All routing tables shown in the post have been created with the following Python script. Please bear in mind that this is just demo code, so things haven't been optimised or designed particularly well. Feel free to change the hash function and the parameters of the script to experiment and see what consistent hashing can do.

consistent_hashing_demo.py
import hashlib
import itertools
import sys
import string

from operator import itemgetter

NUM_NODES = 3
NUM_PARTITIONS = 5


def hash_name(name):
    encoded_name = name.encode("utf-8")
    hash_encoded_name = hashlib.sha1(encoded_name).hexdigest()

    return int(hash_encoded_name[:7], 16)


def create_partitions(node_name, partitions):
    partition_hashes = []

    for partition_number in range(partitions):
        partition_name = f"{node_name}-{partition_number}"
        partition_hash = hash_name(partition_name)

        partition_hashes.append(
            {
                "min_hash": partition_hash,
                "partition_name": partition_name,
                "node_name": node_name,
            }
        )

    return partition_hashes


def create_routing_table(node_names, partitions):
    table = []

    for node_name in node_names:
        table.extend(create_partitions(node_name, partitions))

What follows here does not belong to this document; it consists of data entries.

// Editor module for the Zentraw UI.

pub mod session;
pub mod shortcuts;

pub use session::EditorSession;
pub use shortcuts::{consume_shortcuts, EditorAction};
//! The gallery's domain state: images, collections and download history.

use crate::error::{Result, ValidationError};
use crate::models::{CategoryFilter, Collection, DownloadRecord, Image, new_id};
use crate::state::persistence::{Persistence, Slot};
use chrono::Utc;
use log::debug;

/// Owns the three record lists and mirrors every change to the store.
///
/// No mutation touches more than one list, so each one writes exactly the
/// slot it changed.
#[derive(Debug)]
pub struct Gallery {
    images: Vec<Image>,
    collections: Vec<Collection>,
    downloads: Vec<DownloadRecord>,
    persistence: Persistence,
}

impl Gallery {
    /// Loads the stored records and starts mirroring changes.
    pub fn open(mut persistence: Persistence) -> Self {
        let snapshot = persistence.hydrate();
        Self {
            images: snapshot.images,
            collections: snapshot.collections,
            downloads: snapshot.downloads,
            persistence,
        }
    }

    /// A gallery with no durable store.
    pub fn in_memory() -> Self {
        Self::open(Persistence::detached())
    }

    pub fn is_persistent(&self) -> bool {
        self.persistence.is_available()
    }

    pub fn images(&self) -> &[Image] {
        &self.images
    }

    pub fn image(&self, id: &str) -> Option<&Image> {
        self.images.iter().find(|image| image.id == id)
    }

    /// Images ordered newest first.
    pub fn sorted_images(&self) -> Vec<&Image> {
        let mut images: Vec<&Image> = self.images.iter().collect();
        images.sort_by(|a, b| b.created_at.cmp(&a.created_at));
        images
    }

    /// Newest-first images passing the category filter.
    pub fn filtered_images(&self, filter: CategoryFilter) -> Vec<&Image> {
        self.sorted_images()
            .into_iter()
            .filter(|image| filter.matches(image))
            .collect()
    }

    pub fn collections(&self) -> &[Collection] {
        &self.collections
    }

    pub fn collection(&self, id: &str) -> Option<&Collection> {
        self.collections.iter().find(|c| c.id == id)
    }

    /// Images a collection refers to, in gallery order.
    ///
    /// Ids that no longer resolve are skipped.
    pub fn collection_images(&self, collection_id: &str) -> Vec<&Image> {
        let Some(collection) = self.collection(collection_id) else {
            return Vec::new();
        };
        self.sorted_images()
            .into_iter()
            .filter(|image| collection.contains(&image.id))
            .collect()
    }

    pub fn downloads(&self) -> &[DownloadRecord] {
        &self.downloads
    }

    pub fn download(&self, id: &str) -> Option<&DownloadRecord> {
        self.downloads.iter().find(|record| record.id == id)
    }

    /// Flips the favorite flag and returns the new value.
    ///
    /// Returns `None` without touching anything when the id is unknown.
    pub fn toggle_favorite(&mut self, image_id: &str) -> Option<bool> {
        let image = self.images.iter_mut().find(|image| image.id == image_id)?;
        image.is_favorite = !image.is_favorite;
        let favorite = image.is_favorite;
        self.persist(Slot::Images);
        Some(favorite)
    }

    /// Inserts a fully formed image at the front.
    pub fn add_image(&mut self, image: Image) {
        debug!("Adding image {} ({})", image.id, image.title);
        self.images.insert(0, image);
        self.persist(Slot::Images);
    }

    /// Creates an empty collection.
    ///
    /// The name is trimmed; a blank name is rejected. A blank description is
    /// stored as absent.
    pub fn create_collection(
        &mut self,
        name: &str,
        description: Option<&str>,
    ) -> Result<&Collection> {
        let name = name.trim();
        if name.is_empty() {
            return Err(ValidationError::EmptyCollectionName.into());
        }

        let description = description
            .map(str::trim)
            .filter(|d| !d.is_empty())
            .map(str::to_string);

        self.collections.push(Collection {
            id: new_id(),
            name: name.to_string(),
            description,
            image_ids: Vec::new(),
            created_at: Utc::now(),
        });
        self.persist(Slot::Collections);

        let index = self.collections.len() - 1;
        Ok(&self.collections[index])
    }

    /// Removes a collection. Images are not affected.
    pub fn delete_collection(&mut self, collection_id: &str) -> bool {
        let before = self.collections.len();
        self.collections.retain(|c| c.id != collection_id);
        let removed = self.collections.len() != before;
        if removed {
            self.persist(Slot::Collections);
        }
        removed
    }

    /// Appends an image id to a collection.
    ///
    /// Neither existing membership nor the image itself is checked.
    pub fn add_to_collection(&mut self, collection_id: &str, image_id: &str) -> bool {
        let Some(collection) = self.collection_mut(collection_id) else {
            return false;
        };
        collection.image_ids.push(image_id.to_string());
        self.persist(Slot::Collections);
        true
    }

    /// Removes every occurrence of an image id from a collection.
    pub fn remove_from_collection(&mut self, collection_id: &str, image_id: &str) -> bool {
        let Some(collection) = self.collection_mut(collection_id) else {
            return false;
        };
        collection.image_ids.retain(|id| id != image_id);
        self.persist(Slot::Collections);
        true
    }

    /// Prepends a snapshot of the image to the download history.
    pub fn record_download(&mut self, image: &Image) -> &DownloadRecord {
        self.downloads.insert(0, DownloadRecord::snapshot(image));
        self.persist(Slot::Downloads);
        &self.downloads[0]
    }

    /// Empties the download history and returns how many records were dropped.
    pub fn clear_downloads(&mut self) -> usize {
        let cleared = self.downloads.len();
        self.downloads.clear();
        self.persist(Slot::Downloads);
        cleared
    }

    fn collection_mut(&mut self, collection_id: &str) -> Option<&mut Collection> {
        self.collections.iter_mut().find(|c| c.id == collection_id)
    }

    fn persist(&mut self, slot: Slot) {
        match slot {
            Slot::Images => self.persistence.mirror(slot, &self.images),
            Slot::Collections => self.persistence.mirror(slot, &self.collections),
            Slot::Downloads => self.persistence.mirror(slot, &self.downloads),
        }
    }
}

impl Default for Gallery {
    fn default() -> Self {
        Self::in_memory()
    }
}
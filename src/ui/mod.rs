//! UI module: command handling and text rendering of the screens.
//!
//! Handlers run on the single command thread; the only suspending calls are
//! the generation request and image downloads, both awaited in place.

pub mod handlers;
pub mod render;

pub use handlers::{dispatch, handle_command};
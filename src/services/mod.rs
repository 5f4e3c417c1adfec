//! Service layer for business logic.
//!
//! Separates the asynchronous collaborators (generation agent, image fetches)
//! from the UI handlers for better testability.

pub mod download_service;
pub mod generation_service;

pub use download_service::{DownloadService, HttpFetcher, ImageFetcher};
pub use generation_service::GenerationService;
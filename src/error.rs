//! Unified error types for the gallery application.

use thiserror::Error;

/// Input rejected before any state is touched.
#[derive(Debug, Error, Clone, PartialEq, Eq)]
pub enum ValidationError {
    #[error("Please enter a description")]
    EmptyPrompt,
    #[error("Collection name must not be empty")]
    EmptyCollectionName,
}

/// Failures of the remote generation call.
#[derive(Debug, Error)]
pub enum GenerationError {
    /// Another generation request is still outstanding.
    #[error("A generation is already in progress")]
    InFlight,
    /// The agent answered but produced no artifact.
    #[error("No image was generated")]
    NoImageProduced,
    /// The agent reported a failure of its own.
    #[error("Agent error: {0}")]
    Agent(String),
    #[error("Failed to reach the generation agent: {0}")]
    Http(#[from] reqwest::Error),
    #[error("Malformed agent response: {0}")]
    InvalidResponse(#[from] serde_json::Error),
}

/// Failures of the durable key-value store.
///
/// Never reaches the user: the store is optional and its failures are logged.
#[derive(Debug, Error)]
pub enum StorageError {
    #[error("Storage I/O error: {0}")]
    Io(#[from] std::io::Error),
}

/// Failures while fetching and saving an image to disk.
#[derive(Debug, Error)]
pub enum DownloadError {
    #[error("Failed to fetch image: {0}")]
    Http(#[from] reqwest::Error),
    #[error("Failed to fetch image: HTTP {0}")]
    Status(u16),
    #[error("Failed to write image: {0}")]
    Io(#[from] std::io::Error),
}

/// Application-specific errors.
#[derive(Debug, Error)]
pub enum AppError {
    #[error(transparent)]
    Validation(#[from] ValidationError),
    #[error(transparent)]
    Generation(#[from] GenerationError),
    #[error(transparent)]
    Download(#[from] DownloadError),
    #[error("No {kind} with id {id}")]
    NotFound { kind: &'static str, id: String },
}

impl AppError {
    pub fn not_found(kind: &'static str, id: impl Into<String>) -> Self {
        AppError::NotFound {
            kind,
            id: id.into(),
        }
    }
}

/// Type alias for Results in this application.
pub type Result<T> = std::result::Result<T, AppError>;

#[cfg(test)]
mod tests {
    use super::*;

    #[test]
    fn messages_are_user_readable() {
        let err: AppError = ValidationError::EmptyPrompt.into();
        assert_eq!(err.to_string(), "Please enter a description");

        let err: AppError = GenerationError::NoImageProduced.into();
        assert_eq!(err.to_string(), "No image was generated");

        let err = AppError::not_found("collection", "c-1");
        assert_eq!(err.to_string(), "No collection with id c-1");
    }
}
//! Service for saving gallery images to the local filesystem.
//!
//! A history record is added only after the file has been written.

use crate::config::{HTTP_TIMEOUT, USER_AGENT};
use crate::error::{AppError, DownloadError, Result};
use crate::file_utils::download_path;
use crate::models::{DownloadRecord, Image};
use crate::sample::sample_images;
use crate::state::{Gallery, lock};
use async_trait::async_trait;
use log::{error, info};
use std::path::PathBuf;
use std::sync::{Arc, Mutex};

/// Source of image bytes.
#[async_trait]
pub trait ImageFetcher: Send + Sync {
    async fn fetch(&self, url: &str) -> std::result::Result<Vec<u8>, DownloadError>;
}

/// Fetches images over HTTP.
pub struct HttpFetcher {
    client: reqwest::Client,
}

impl HttpFetcher {
    pub fn new() -> std::result::Result<Self, DownloadError> {
        let client = reqwest::Client::builder()
            .timeout(HTTP_TIMEOUT)
            .user_agent(USER_AGENT)
            .build()?;
        Ok(Self { client })
    }
}

#[async_trait]
impl ImageFetcher for HttpFetcher {
    async fn fetch(&self, url: &str) -> std::result::Result<Vec<u8>, DownloadError> {
        let response = self.client.get(url).send().await?;

        if !response.status().is_success() {
            return Err(DownloadError::Status(response.status().as_u16()));
        }

        Ok(response.bytes().await?.to_vec())
    }
}

/// Service for downloading images and keeping the download history.
#[derive(Clone)]
pub struct DownloadService {
    fetcher: Arc<dyn ImageFetcher>,
    gallery: Arc<Mutex<Gallery>>,
    target_dir: PathBuf,
}

impl DownloadService {
    pub fn new(
        fetcher: Arc<dyn ImageFetcher>,
        gallery: Arc<Mutex<Gallery>>,
        target_dir: impl Into<PathBuf>,
    ) -> Self {
        Self {
            fetcher,
            gallery,
            target_dir: target_dir.into(),
        }
    }

    /// Downloads a gallery image and records it in the history.
    ///
    /// Built-in sample images can be downloaded too and are recorded the same
    /// way.
    pub async fn download_image(&self, image_id: &str) -> Result<(PathBuf, DownloadRecord)> {
        let stored = lock(&self.gallery).image(image_id).cloned();
        let image = stored
            .or_else(|| sample_images().into_iter().find(|image| image.id == image_id))
            .ok_or_else(|| AppError::not_found("image", image_id))?;

        let path = self.save(&image.image_url, &image.title).await?;
        let record = lock(&self.gallery).record_download(&image).clone();
        Ok((path, record))
    }

    /// Downloads again from a history record without adding a new one.
    pub async fn redownload(&self, record_id: &str) -> Result<PathBuf> {
        let record = lock(&self.gallery)
            .download(record_id)
            .cloned()
            .ok_or_else(|| AppError::not_found("download", record_id))?;

        Ok(self.save(&record.image_url, &record.title).await?)
    }

    /// Saves a generated image that is not in the gallery yet. Not recorded.
    pub async fn download_draft(&self, draft: &Image) -> Result<PathBuf> {
        Ok(self.save(&draft.image_url, &draft.title).await?)
    }

    async fn save(&self, url: &str, title: &str) -> std::result::Result<PathBuf, DownloadError> {
        info!("Downloading \"{}\" from {}", title, url);

        let result = self.fetch_and_write(url, title).await;
        match &result {
            Ok(path) => info!("Saved \"{}\" to {}", title, path.display()),
            Err(e) => error!("Download failed: {}", e),
        }
        result
    }

    async fn fetch_and_write(
        &self,
        url: &str,
        title: &str,
    ) -> std::result::Result<PathBuf, DownloadError> {
        let bytes = self.fetcher.fetch(url).await?;

        let dir = async_std::path::PathBuf::from(self.target_dir.clone());
        async_std::fs::create_dir_all(&dir).await?;

        let mut copy = 0;
        let path = loop {
            let candidate =
                async_std::path::PathBuf::from(download_path(&self.target_dir, title, copy));
            if !candidate.exists().await {
                break candidate;
            }
            copy += 1;
        };
        async_std::fs::write(&path, bytes).await?;

        Ok(path.into())
    }
}
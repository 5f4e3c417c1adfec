//! Client side of the remote image generation agent.
//!
//! The agent is an opaque external service: one JSON request carrying the
//! prompt, the agent id and a session token; one JSON response carrying
//! artifact URLs and optional metadata.

use crate::config::{AGENT_ID, HTTP_TIMEOUT, SESSION_PREFIX, USER_AGENT};
use crate::error::GenerationError;
use async_trait::async_trait;
use chrono::Utc;
use log::debug;
use serde::{Deserialize, Serialize};

/// One generation request.
#[derive(Debug, Clone, PartialEq, Serialize)]
pub struct AgentRequest {
    pub message: String,
    pub agent_id: String,
    pub session_id: String,
}

impl AgentRequest {
    /// Builds a request for the gallery's agent with a fresh session token.
    pub fn new(prompt: impl Into<String>) -> Self {
        Self {
            message: prompt.into(),
            agent_id: AGENT_ID.to_string(),
            session_id: format!("{}{}", SESSION_PREFIX, Utc::now().timestamp_millis()),
        }
    }
}

/// Raw agent response. Every part is optional on the wire.
#[derive(Debug, Clone, Default, Deserialize)]
pub struct AgentResult {
    #[serde(default)]
    pub success: Option<bool>,
    #[serde(default)]
    pub error: Option<String>,
    #[serde(default)]
    pub response: Option<AgentResponse>,
    #[serde(default)]
    pub module_outputs: Option<ModuleOutputs>,
}

#[derive(Debug, Clone, Default, Deserialize)]
pub struct AgentResponse {
    #[serde(default)]
    pub result: Option<serde_json::Value>,
}

#[derive(Debug, Clone, Default, Deserialize)]
pub struct ModuleOutputs {
    #[serde(default)]
    pub artifact_files: Option<Vec<ArtifactFile>>,
}

#[derive(Debug, Clone, Default, Deserialize)]
pub struct ArtifactFile {
    #[serde(default)]
    pub file_url: Option<String>,
}

/// Metadata the agent may attach to a generated image.
#[derive(Debug, Clone, Default, PartialEq, Deserialize)]
pub struct GenerationMetadata {
    #[serde(default)]
    pub title: Option<String>,
    #[serde(default)]
    pub enhanced_prompt: Option<String>,
    #[serde(default)]
    pub category: Option<String>,
}

impl AgentResult {
    /// URL of the first artifact, if it carries a non-blank one.
    pub fn image_url(&self) -> Option<&str> {
        self.module_outputs
            .as_ref()?
            .artifact_files
            .as_ref()?
            .first()?
            .file_url
            .as_deref()
            .filter(|url| !url.trim().is_empty())
    }

    /// Result metadata; anything that does not parse counts as absent.
    pub fn metadata(&self) -> GenerationMetadata {
        self.response
            .as_ref()
            .and_then(|response| response.result.clone())
            .and_then(|value| serde_json::from_value(value).ok())
            .unwrap_or_default()
    }

    /// The agent's own failure report, if it flagged the call as unsuccessful.
    pub fn failure(&self) -> Option<String> {
        match self.success {
            Some(false) => Some(
                self.error
                    .clone()
                    .unwrap_or_else(|| "Failed to generate image".to_string()),
            ),
            _ => None,
        }
    }
}

/// A service that turns prompts into images.
#[async_trait]
pub trait GenerationAgent: Send + Sync {
    async fn call(&self, request: &AgentRequest) -> Result<AgentResult, GenerationError>;
}

/// Agent reached over HTTP with a JSON POST.
pub struct HttpAgent {
    client: reqwest::Client,
    endpoint: String,
    api_key: Option<String>,
}

impl HttpAgent {
    pub fn new(
        endpoint: impl Into<String>,
        api_key: Option<String>,
    ) -> Result<Self, GenerationError> {
        let client = reqwest::Client::builder()
            .timeout(HTTP_TIMEOUT)
            .user_agent(USER_AGENT)
            .build()?;

        Ok(Self {
            client,
            endpoint: endpoint.into(),
            api_key,
        })
    }
}

#[async_trait]
impl GenerationAgent for HttpAgent {
    async fn call(&self, request: &AgentRequest) -> Result<AgentResult, GenerationError> {
        debug!("POST {} (session {})", self.endpoint, request.session_id);

        let mut builder = self.client.post(&self.endpoint).json(request);
        if let Some(key) = &self.api_key {
            builder = builder.bearer_auth(key);
        }

        let response = builder.send().await?;
        let status = response.status();
        let body = response.text().await?;

        if !status.is_success() {
            return Err(GenerationError::Agent(format!(
                "HTTP {}: {}",
                status.as_u16(),
                body.trim()
            )));
        }

        Ok(serde_json::from_str(&body)?)
    }
}

#[cfg(test)]
mod tests {
    use super::*;
    use pretty_assertions::assert_eq;

    #[test]
    fn request_carries_agent_and_session() {
        let request = AgentRequest::new("bamboo forest shrine");
        assert_eq!(request.agent_id, AGENT_ID);
        assert!(request.session_id.starts_with(SESSION_PREFIX));

        let json = serde_json::to_value(&request).unwrap();
        assert_eq!(json["message"], "bamboo forest shrine");
    }

    #[test]
    fn extracts_url_and_metadata() {
        let raw = r#"{
            "success": true,
            "response": { "result": { "title": "Shrine", "category": "Temples" } },
            "module_outputs": { "artifact_files": [ { "file_url": "https://x/img.png" } ] }
        }"#;
        let result: AgentResult = serde_json::from_str(raw).unwrap();
        assert_eq!(result.image_url(), Some("https://x/img.png"));
        assert_eq!(
            result.metadata(),
            GenerationMetadata {
                title: Some("Shrine".into()),
                enhanced_prompt: None,
                category: Some("Temples".into()),
            }
        );
        assert_eq!(result.failure(), None);
    }

    #[test]
    fn missing_or_blank_artifacts_have_no_url() {
        for raw in [
            r#"{}"#,
            r#"{"module_outputs": {}}"#,
            r#"{"module_outputs": {"artifact_files": null}}"#,
            r#"{"module_outputs": {"artifact_files": []}}"#,
            r#"{"module_outputs": {"artifact_files": [{"file_url": ""}]}}"#,
        ] {
            let result: AgentResult = serde_json::from_str(raw).unwrap();
            assert_eq!(result.image_url(), None, "{}", raw);
        }
    }

    #[test]
    fn non_object_result_means_no_metadata() {
        let raw = r#"{"response": {"result": "plain text answer"}}"#;
        let result: AgentResult = serde_json::from_str(raw).unwrap();
        assert_eq!(result.metadata(), GenerationMetadata::default());
    }

    #[test]
    fn unsuccessful_result_reports_failure() {
        let raw = r#"{"success": false, "error": "quota exceeded"}"#;
        let result: AgentResult = serde_json::from_str(raw).unwrap();
        assert_eq!(result.failure().as_deref(), Some("quota exceeded"));
    }
}
//! Durable key-value slots backing the gallery state.

use crate::error::StorageError;
use log::debug;
use std::collections::HashMap;
use std::fs;
use std::io::ErrorKind;
use std::path::{Path, PathBuf};
use std::sync::{Arc, Mutex, PoisonError};

/// A string-valued key-value store that survives across sessions.
pub trait KeyValueStore: Send {
    /// Returns the stored value, or `None` when the key was never written.
    fn get(&self, key: &str) -> Result<Option<String>, StorageError>;

    /// Replaces the value stored under `key`.
    fn set(&mut self, key: &str, value: &str) -> Result<(), StorageError>;
}

/// Stores each key as `<key>.json` inside one directory.
#[derive(Debug)]
pub struct FileStore {
    dir: PathBuf,
}

impl FileStore {
    /// Opens the store, creating the directory if needed.
    pub fn open(dir: impl Into<PathBuf>) -> Result<Self, StorageError> {
        let dir = dir.into();
        fs::create_dir_all(&dir)?;
        debug!("Opened file store at {}", dir.display());
        Ok(Self { dir })
    }

    pub fn dir(&self) -> &Path {
        &self.dir
    }

    fn slot_path(&self, key: &str) -> PathBuf {
        self.dir.join(format!("{}.json", key))
    }
}

impl KeyValueStore for FileStore {
    fn get(&self, key: &str) -> Result<Option<String>, StorageError> {
        match fs::read_to_string(self.slot_path(key)) {
            Ok(raw) => Ok(Some(raw)),
            Err(e) if e.kind() == ErrorKind::NotFound => Ok(None),
            Err(e) => Err(e.into()),
        }
    }

    fn set(&mut self, key: &str, value: &str) -> Result<(), StorageError> {
        let path = self.slot_path(key);
        let tmp = path.with_extension("json.tmp");
        fs::write(&tmp, value)?;
        fs::rename(&tmp, &path)?;
        Ok(())
    }
}

/// In-process store. Clones share the same slots.
#[derive(Debug, Clone, Default)]
pub struct MemoryStore {
    slots: Arc<Mutex<HashMap<String, String>>>,
}

impl MemoryStore {
    pub fn new() -> Self {
        Self::default()
    }
}

impl KeyValueStore for MemoryStore {
    fn get(&self, key: &str) -> Result<Option<String>, StorageError> {
        let slots = self.slots.lock().unwrap_or_else(PoisonError::into_inner);
        Ok(slots.get(key).cloned())
    }

    fn set(&mut self, key: &str, value: &str) -> Result<(), StorageError> {
        let mut slots = self.slots.lock().unwrap_or_else(PoisonError::into_inner);
        slots.insert(key.to_string(), value.to_string());
        Ok(())
    }
}

#[cfg(test)]
mod tests {
    use super::*;

    #[test]
    fn file_store_round_trip() {
        let dir = tempfile::tempdir().unwrap();
        let mut store = FileStore::open(dir.path().join("nested")).unwrap();

        assert_eq!(store.get("ghibli_images").unwrap(), None);
        store.set("ghibli_images", "[]").unwrap();
        store.set("ghibli_images", "[1]").unwrap();
        assert_eq!(store.get("ghibli_images").unwrap().as_deref(), Some("[1]"));
        assert!(store.dir().join("ghibli_images.json").exists());
        assert!(!store.dir().join("ghibli_images.json.tmp").exists());
    }

    #[test]
    fn memory_store_clones_share_slots() {
        let mut store = MemoryStore::new();
        let other = store.clone();
        store.set("k", "v").unwrap();
        assert_eq!(other.get("k").unwrap().as_deref(), Some("v"));
    }
}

    table = sorted(table, key=itemgetter("min_hash"))

    return table


if NUM_NODES > len(string.ascii_lowercase):
    print("Too many servers")
    sys.exit(1)

nodes = [f"server-{i}" for i in string.ascii_lowercase[:NUM_NODES]]

routing_table = create_routing_table(nodes, NUM_PARTITIONS)
routing_table = [
    {
        "min_hash": 0,
        "partition_name": routing_table[-1]["partition_name"],
        "node_name": routing_table[-1]["node_name"],
    }
] + routing_table

routing_table_shift = routing_table[1:] + [
    {"min_hash": 0xFFFFFFF, "partition_name": "END"}
]

full_routing_table = []
for i, j in zip(routing_table, routing_table_shift):
    full_routing_table.append(
        {
            "min_hash": i["min_hash"],
            "partition_name": i["partition_name"],
            "node_name": i["node_name"],
            "served_hashes": j["min_hash"] - i["min_hash"],
        }
    )

print("Full routing table")
for r in full_routing_table:
    print(f'{r["min_hash"]:9} --> {r["partition_name"]} ({r["served_hashes"]} hashes)')

grouped_routing_table = itertools.groupby(
    full_routing_table, key=itemgetter("node_name")
)


simplified_routing_table = []
for r in grouped_routing_table:
    consecutive_partitions = list(r[1])

    simplified_routing_table.append(
        {
            "node_name": r[0],
            "min_hash": consecutive_partitions[0]["min_hash"],
            "served_hashes": sum([i["served_hashes"] for i in consecutive_partitions]),
        }
    )

print()
print("Simplified routing table")
for r in simplified_routing_table:
    print(f'{r["min_hash"]:9} -- > {r["node_name"]} ({r["served_hashes"]:8} hashes)')

print()
print("Stats")
stats = []
for node in nodes:
    slots = filter(lambda x: x["node_name"] == node, simplified_routing_table)
    total_hashes = sum([i["served_hashes"] for i in slots])
    stats.append({"node_name": node, "served_hashes": total_hashes})

for r in stats:
    print(r["node_name"], r["served_hashes"])

total_hashes = sum([i["served_hashes"] for i in stats])
print()
print(f"TOTAL HASHES: {total_hashes}/{2**28 - 1}")

Final words

I hope this long post was useful to introduce you to the topic of partitioning and in general to system design. As I mentioned, such concepts are currently in use by well-known systems, and still discussed as none of them is perfect, so it is worth understanding the fundamental issues before adopting a specific solution.

Resources

  • Martin Kleppmann, Designing Data-Intensive Applications, Chapter 6 "Partitioning", O’Reilly 2017 official site.
  • The Wikipedia article about consistent hashing.
  • A Guide to Consistent Hashing by Juan Pablo Carzolio.
  • The original article by David Karger et al.: "Consistent Hashing and Random Trees: Distributed Caching protocols for Relieving Hot Spots ont the World Wide Web".
  • An alternative algorithm by John Lamping and Eric Veach: "A Fast, Minimal Memory, Consistent Hash Algorithm".